## EXCERPTED DATA
╭──

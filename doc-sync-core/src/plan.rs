//! Classifies diff entries into concrete file operations. No I/O happens here.

use tracing::{error, info};

use crate::diff::{DiffEntry, DiffSet};
use crate::error::UnsupportedOperationError;

/// A concrete, idempotent action against the destination tree.
#[derive(Debug, Clone, PartialEq, Eq)]
pub enum FileOperation {
    /// (Re)create the file from the reference tree.
    Upsert { path: String },
    /// Delete the file from the destination tree.
    Remove { path: String },
    /// Rename in place; content is not read.
    Move { from: String, to: String },
}

impl FileOperation {
    /// Path this operation produces or removes in the destination tree.
    pub fn target(&self) -> &str {
        match self {
            FileOperation::Upsert { path } | FileOperation::Remove { path } => path,
            FileOperation::Move { to, .. } => to,
        }
    }
}

impl std::fmt::Display for FileOperation {
    fn fmt(&self, f: &mut std::fmt::Formatter<'_>) -> std::fmt::Result {
        match self {
            FileOperation::Upsert { path } => write!(f, "upsert {path}"),
            FileOperation::Remove { path } => write!(f, "remove {path}"),
            FileOperation::Move { from, to } => write!(f, "move {from} -> {to}"),
        }
    }
}

/// The planning result for one diff entry, tagged with its position in the change-list.
#[derive(Debug, Clone, PartialEq, Eq)]
pub struct PlannedEntry {
    pub index: usize,
    pub entry: DiffEntry,
    pub operations: Result<Vec<FileOperation>, UnsupportedOperationError>,
}

/// Maps [`DiffEntry`] values to [`FileOperation`]s.
///
/// A rename or copy becomes a [`FileOperation::Move`] only when its similarity
/// score reaches `move_similarity_threshold`; otherwise it lowers to a remove of
/// the old path followed by an upsert of the new one. With no threshold every
/// rename is rewritten from scratch.
#[derive(Debug, Clone)]
pub struct FileOperationPlanner {
    move_similarity_threshold: Option<u8>,
}

impl Default for FileOperationPlanner {
    fn default() -> Self {
        Self::new(Some(100))
    }
}

impl FileOperationPlanner {
    pub fn new(move_similarity_threshold: Option<u8>) -> Self {
        Self {
            move_similarity_threshold,
        }
    }

    pub fn plan_entry(
        &self,
        entry: &DiffEntry,
    ) -> Result<Vec<FileOperation>, UnsupportedOperationError> {
        match entry {
            DiffEntry::Added { path } | DiffEntry::Modified { path } => {
                Ok(vec![FileOperation::Upsert { path: path.clone() }])
            }
            DiffEntry::Deleted { path } => Ok(vec![FileOperation::Remove { path: path.clone() }]),
            DiffEntry::Renamed { from, to, score } | DiffEntry::Copied { from, to, score } => {
                if self.is_pure_move(*score) {
                    Ok(vec![FileOperation::Move {
                        from: from.clone(),
                        to: to.clone(),
                    }])
                } else {
                    Ok(vec![
                        FileOperation::Remove { path: from.clone() },
                        FileOperation::Upsert { path: to.clone() },
                    ])
                }
            }
            DiffEntry::Opaque { status, raw } => Err(UnsupportedOperationError {
                status: status.clone(),
                raw: raw.clone(),
            }),
        }
    }

    /// Plans every entry of `set`, keeping change-list order. Unsupported
    /// entries are reported in place rather than dropped.
    pub fn plan(&self, set: &DiffSet) -> Vec<PlannedEntry> {
        let planned: Vec<PlannedEntry> = set
            .entries
            .iter()
            .enumerate()
            .map(|(index, entry)| {
                let operations = self.plan_entry(entry);
                if let Err(e) = &operations {
                    error!(index, status = %e.status, raw = %e.raw, "Unsupported diff status reached the planner");
                }
                PlannedEntry {
                    index,
                    entry: entry.clone(),
                    operations,
                }
            })
            .collect();
        info!(
            entries = planned.len(),
            unsupported = planned.iter().filter(|p| p.operations.is_err()).count(),
            "Planned file operations"
        );
        planned
    }

    fn is_pure_move(&self, score: Option<u8>) -> bool {
        match (self.move_similarity_threshold, score) {
            (Some(threshold), Some(score)) => score >= threshold,
            _ => false,
        }
    }
}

╰──

Scan the data for the string "impl" and copy each line in which it occurs.

## WRITTEN RESPONSE
impl FileOperation {
impl std::fmt::Display for FileOperation {
impl Default for FileOperationPlanner {
impl FileOperationPlanner {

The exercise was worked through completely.